A:  The advice you've received is good, so far as it goes.  You SHOULD obtain a written contract from the interviewees, which grants you the right to write, develop and exploit your screenplay based in part upon events of their lives.   If you're planning to use their real names, etc., the agreement should also grant you those rights.     This is usually called a “life-rights” contract.  Like any deal for literary or underlying rights, a Life Rights deal can be structured as an option, with a small (sometimes as little as $1) payment due upon signing to secure the exclusive right to later purchase the rights for a pre-negotiated fee.    This way, you take only a small risk at the outset, but can proceed with writing and shopping your script, safe in the knowledge that the rights are under your control, at least until your option expires.  Then, if you're successful in selling to project, your subjects will be properly rewarded for their involvement and assistance.
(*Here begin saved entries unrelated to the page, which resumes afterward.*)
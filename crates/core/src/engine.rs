//! The core `Engine` trait that every particle engine implements.
//!
//! The trait is object-safe so engines can be used as `dyn Engine` for runtime
//! switching between the flow field, the shape morph and static clouds.

use crate::color::Srgb;
use crate::error::EngineError;
use serde_json::Value;

/// Colors accompanying an engine's position buffer.
#[derive(Debug, Clone, Copy, PartialEq)]
pub enum ColorBuffer<'a> {
    /// One linear-RGB triple per point, parallel to the positions.
    PerPoint(&'a [f32]),
    /// A single color for every point.
    Uniform(Srgb),
}

impl ColorBuffer<'_> {
    /// Linear-RGB color of point `i`.
    pub fn color_of(&self, i: usize) -> [f32; 3] {
        match self {
            ColorBuffer::PerPoint(data) => [data[i * 3], data[i * 3 + 1], data[i * 3 + 2]],
            ColorBuffer::Uniform(c) => c.to_linear().to_f32(),
        }
    }
}

/// Core trait for particle engines.
///
/// Each engine owns a working buffer of `x, y, z` triples, re-derives it on
/// [`step`](Engine::step) and exposes it read-only to a renderer. 2D engines
/// report `z = 0`.
///
/// This trait is **object-safe**: you can use `Box<dyn Engine>` or `&dyn Engine`
/// for runtime polymorphism.
pub trait Engine {
    /// Advance the simulation by one frame of `dt` seconds.
    fn step(&mut self, dt: f64) -> Result<(), EngineError>;

    /// Current flat position buffer (`len() % 3 == 0`).
    fn positions(&self) -> &[f32];

    /// Colors for the position buffer.
    fn colors(&self) -> ColorBuffer<'_>;

    /// Current parameter values as a JSON object.
    fn params(&self) -> Value;

    /// Schema describing all available parameters, their types, ranges, and defaults.
    fn param_schema(&self) -> Value;

    /// Number of points in the buffer.
    fn point_count(&self) -> usize {
        self.positions().len() / 3
    }
}

#[cfg(test)]
mod tests {
    use super::*;
    use serde_json::json;

    /// Minimal engine implementation used to verify trait object safety.
    struct DriftingPoint {
        positions: Vec<f32>,
        step_count: usize,
    }

    impl DriftingPoint {
        fn new() -> Self {
            Self {
                positions: vec![0.0; 6],
                step_count: 0,
            }
        }
    }

    impl Engine for DriftingPoint {
        fn step(&mut self, dt: f64) -> Result<(), EngineError> {
            self.step_count += 1;
            self.positions[0] += dt as f32;
            Ok(())
        }

        fn positions(&self) -> &[f32] {
            &self.positions
        }

        fn colors(&self) -> ColorBuffer<'_> {
            ColorBuffer::Uniform(Srgb::WHITE)
        }

        fn params(&self) -> Value {
            json!({"step_count": self.step_count})
        }

        fn param_schema(&self) -> Value {
            json!({
                "step_count": {
                    "type": "integer",
                    "default": 0,
                    "description": "Number of steps executed"
                }
            })
        }
    }

    #[test]
    fn engine_trait_is_object_safe() {
        let engine: Box<dyn Engine> = Box::new(DriftingPoint::new());
        assert_eq!(engine.point_count(), 2);
    }

    #[test]
    fn step_advances_state() {
        let mut engine = DriftingPoint::new();
        engine.step(0.5).unwrap();
        engine.step(0.25).unwrap();
        assert_eq!(engine.step_count, 2);
        assert_eq!(engine.positions()[0], 0.75);
    }

    #[test]
    fn params_reflect_state() {
        let mut engine = DriftingPoint::new();
        engine.step(1.0).unwrap();
        assert_eq!(engine.params()["step_count"], 1);
        assert_eq!(engine.param_schema()["step_count"]["type"], "integer");
    }

    #[test]
    fn dyn_engine_mut_reference_works() {
        let mut engine = DriftingPoint::new();
        let engine_ref: &mut dyn Engine = &mut engine;
        engine_ref.step(0.0).unwrap();
        assert_eq!(engine_ref.params()["step_count"], 1);
    }

    #[test]
    fn uniform_colors_are_linear() {
        let c = ColorBuffer::Uniform(Srgb::from_hex("#808080").unwrap());
        let [r, g, b] = c.color_of(17);
        assert!((r - 0.2158605).abs() < 1e-5, "got {r}");
        assert_eq!(r, g);
        assert_eq!(g, b);
    }

    #[test]
    fn per_point_colors_index_triples() {
        let data = [0.0, 0.1, 0.2, 0.3, 0.4, 0.5];
        let c = ColorBuffer::PerPoint(&data);
        assert_eq!(c.color_of(1), [0.3, 0.4, 0.5]);
    }
}
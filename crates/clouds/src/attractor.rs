//! Peter de Jong strange attractor.
//!
//! Iterates the 2D map
//!
//! ```text
//! x' = sin(a·y) − cos(b·x)
//! y' = sin(c·x) − cos(d·y)
//! ```
//!
//! and emits one point per iterate, flattened onto the XY plane with a thin
//! random depth. Each point is colored by blending two endpoint colors in
//! linear RGB by `(sin(x·y) + 1) / 2`.

use drift_core::prng::RandomSource;
use drift_core::{LinearRgb, PointCloud, Srgb};
use glam::Vec3;

/// Point count of the intro backdrop.
pub const ATTRACTOR_POINTS: usize = 50_000;

/// Constants of the de Jong map and its projection.
#[derive(Debug, Clone, Copy, PartialEq)]
pub struct AttractorParams {
    pub a: f64,
    pub b: f64,
    pub c: f64,
    pub d: f64,
    /// Initial iterate.
    pub start: (f64, f64),
    /// Multiplier from attractor space (|x|, |y| ≤ 2) to world units.
    pub scale: f64,
    /// Full width of the uniform z offset; 0 makes the output deterministic.
    pub depth_jitter: f64,
    /// Color at `mix = 0`.
    pub from: Srgb,
    /// Color at `mix = 1`.
    pub to: Srgb,
}

impl Default for AttractorParams {
    fn default() -> Self {
        Self {
            a: 1.4,
            b: -2.3,
            c: 2.4,
            d: -2.1,
            start: (0.1, 0.1),
            scale: 2.0,
            depth_jitter: 0.1,
            from: Srgb::WHITE,
            to: Srgb {
                r: 136.0 / 255.0,
                g: 136.0 / 255.0,
                b: 136.0 / 255.0,
            },
        }
    }
}

impl AttractorParams {
    /// One iteration of the map.
    pub fn iterate(&self, (x, y): (f64, f64)) -> (f64, f64) {
        (
            (self.a * y).sin() - (self.b * x).cos(),
            (self.c * x).sin() - (self.d * y).cos(),
        )
    }
}

/// `count` iterates of the default attractor.
pub fn attractor(count: usize, rng: &mut dyn RandomSource) -> PointCloud {
    attractor_with(count, &AttractorParams::default(), rng)
}

/// `count` iterates of the attractor described by `params`, with colors.
pub fn attractor_with(
    count: usize,
    params: &AttractorParams,
    rng: &mut dyn RandomSource,
) -> PointCloud {
    let from: LinearRgb = params.from.to_linear();
    let to: LinearRgb = params.to.to_linear();
    let mut cloud = PointCloud::with_capacity(count);
    let mut state = params.start;
    for _ in 0..count {
        state = params.iterate(state);
        let (x, y) = state;
        let z = rng.jitter(params.depth_jitter);
        let mix = ((x * y).sin() + 1.0) / 2.0;
        cloud.push_colored(
            Vec3::new(
                (x * params.scale) as f32,
                (y * params.scale) as f32,
                z as f32,
            ),
            from.lerp(to, mix),
        );
    }
    cloud
}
I do not recommend that you agree to share a portion of YOUR compensation, nor that you make promises NOT to publish or otherwise use the script unless it's sold.  You never know what will happen.    With an option agreement, you have some flexibility, which in a changing and evolving media industry, is a good thing.

This is not, I'm afraid, a do-it-yourself type of deal.  You'll need to have an experienced, knowledgeable entertainment lawyer help you draft the agreements and tailor them to the specifics of the situation.  The good news is that it shouldn't be unreasonably costly to do so.

This is intended as general information only and  does not establish an attorney-client relationship.  It is not a substitute for a private, independent consultation with an attorney selected to advise you after a full investigation of the facts and law relevant to your matter.  We will not be responsible for readers' detrimental reliance upon the information appearing in this feature.